** Opening PROVIDED RECORDS block **
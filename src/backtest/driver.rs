//! # Simulation Driver
//!
//! $$
//! r_{t+1} = \sum_{k} w_{t,k}\left(\frac{P_{t+1,k}}{P_{t,k}} - 1\right)
//! $$
//!
//! Advances a backtest by one rebalancing step. The strategy decides from
//! rows up to `t`; the driver alone reads row `t + 1` to realize the return.

use std::ops::Range;
use std::path::PathBuf;

use chrono::NaiveDate;
use tracing::debug;
use tracing::error;
use tracing::info;
use tracing::warn;

use super::accumulator::Accumulator;
use super::error::BacktestError;
use super::error::PersistenceError;
use super::panel::MarketData;
use super::panel::PanelView;
use super::persistence::persist;
use super::strategy::Strategy;
use super::validation::validate;
use super::weights::WeightTable;

/// Runtime configuration for [`SimulationDriver`].
#[derive(Clone, Debug)]
pub struct DriverConfig {
  /// Dataset whose prices realize the portfolio returns.
  pub price_dataset: String,
  /// Directory receiving a checkpoint after every step. `None` disables it.
  pub checkpoint_dir: Option<PathBuf>,
}

impl Default for DriverConfig {
  fn default() -> Self {
    Self {
      price_dataset: "stocks".to_string(),
      checkpoint_dir: None,
    }
  }
}

/// Outcome of one successful step.
#[derive(Debug)]
pub struct StepReport {
  /// Date the return was realized on (row `t + 1`).
  pub date: NaiveDate,
  pub portfolio_return: f64,
  /// Checkpoint result; `Ok` when checkpointing is disabled. A failure here
  /// leaves the accumulator valid.
  pub persistence: Result<(), PersistenceError>,
}

/// Drives any [`Strategy`] over a price history.
#[derive(Clone, Debug, Default)]
pub struct SimulationDriver {
  config: DriverConfig,
}

impl SimulationDriver {
  pub fn new(config: DriverConfig) -> Self {
    Self { config }
  }

  pub fn config(&self) -> &DriverConfig {
    &self.config
  }

  /// Run one step at row `t`, appending the allocation and its realized
  /// return to `accumulator`. On `Err` the accumulator is untouched.
  pub fn step<S: Strategy + ?Sized>(
    &self,
    strategy: &mut S,
    data: &MarketData,
    t: usize,
    size: usize,
    accumulator: &mut Accumulator,
  ) -> Result<StepReport, BacktestError> {
    let panel = data.panel(&self.config.price_dataset)?.view();
    let next = t.checked_add(1).and_then(|n| panel.date(n));
    let (Some(date_t), Some(date_next)) = (panel.date(t), next) else {
      return Err(BacktestError::OutOfRange {
        t,
        len: panel.len(),
      });
    };

    let history = data.history_until(date_t);
    let weights = strategy.calculate_next_weights(&history, t, size)?;

    if !strategy.check_return(&weights, date_t) {
      let reason = validate(&weights, date_t)
        .err()
        .unwrap_or_else(|| format!("rejected by {}", strategy.name()));
      error!(
        strategy = strategy.name(),
        date = %date_t,
        table = %weights,
        %reason,
        "invalid weights"
      );
      return Err(BacktestError::InvalidWeights {
        date: date_t,
        reason,
      });
    }
    if weights.len() > size {
      let reason = format!("{} tickers exceed requested size {size}", weights.len());
      error!(
        strategy = strategy.name(),
        date = %date_t,
        table = %weights,
        %reason,
        "invalid weights"
      );
      return Err(BacktestError::InvalidWeights {
        date: date_t,
        reason,
      });
    }

    let portfolio_return = realized_return(&panel, &weights, t)?;
    accumulator.record_step(weights, date_next, portfolio_return)?;
    debug!(
      strategy = strategy.name(),
      t,
      date = %date_next,
      portfolio_return,
      "step recorded"
    );

    let persistence = match &self.config.checkpoint_dir {
      Some(dir) => {
        let (returns, weights) = accumulator.snapshot();
        persist(dir, returns, weights)
      }
      None => Ok(()),
    };
    if let Err(e) = &persistence {
      warn!(date = %date_next, error = %e, "checkpoint failed");
    }

    Ok(StepReport {
      date: date_next,
      portfolio_return,
      persistence,
    })
  }

  /// Step through `range` until it is exhausted or the price history ends.
  /// Checkpoint failures are logged and skipped; any other error stops the
  /// run. Returns the number of completed steps.
  pub fn run<S: Strategy + ?Sized>(
    &self,
    strategy: &mut S,
    data: &MarketData,
    range: Range<usize>,
    size: usize,
    accumulator: &mut Accumulator,
  ) -> Result<usize, BacktestError> {
    info!(
      strategy = strategy.name(),
      start = range.start,
      end = range.end,
      size,
      "simulation started"
    );

    let mut completed = 0;
    for t in range {
      match self.step(strategy, data, t, size, accumulator) {
        Ok(_) => completed += 1,
        Err(BacktestError::OutOfRange { t, len }) => {
          info!(t, len, "price history exhausted");
          break;
        }
        Err(e) => {
          error!(strategy = strategy.name(), t, error = %e, "simulation aborted");
          return Err(e);
        }
      }
    }

    info!(strategy = strategy.name(), completed, "simulation finished");
    Ok(completed)
  }
}

/// Weighted simple return from row `t` to row `t + 1`. A weighted ticker
/// without a usable price at either row is an error, never a zero.
pub fn realized_return(
  panel: &PanelView<'_>,
  weights: &WeightTable,
  t: usize,
) -> Result<f64, BacktestError> {
  let mut total = 0.0;
  for row in weights {
    let price_at = |i: usize| {
      panel.price(i, &row.ticker).ok_or_else(|| BacktestError::MissingPrice {
        ticker: row.ticker.clone(),
        date: panel.date(i).unwrap_or(row.date),
      })
    };
    let p0 = price_at(t)?;
    let p1 = price_at(t + 1)?;
    total += row.weight * (p1 / p0 - 1.0);
  }
  Ok(total)
}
** Closing PROVIDED RECORDS block **
> **THE TASK**
Which lines of the data contain the word "format"? Copy each one.

> **YOUR SOLUTION**
        .unwrap_or_else(|| format!("rejected by {}", strategy.name()));
      let reason = format!("{} tickers exceed requested size {size}", weights.len());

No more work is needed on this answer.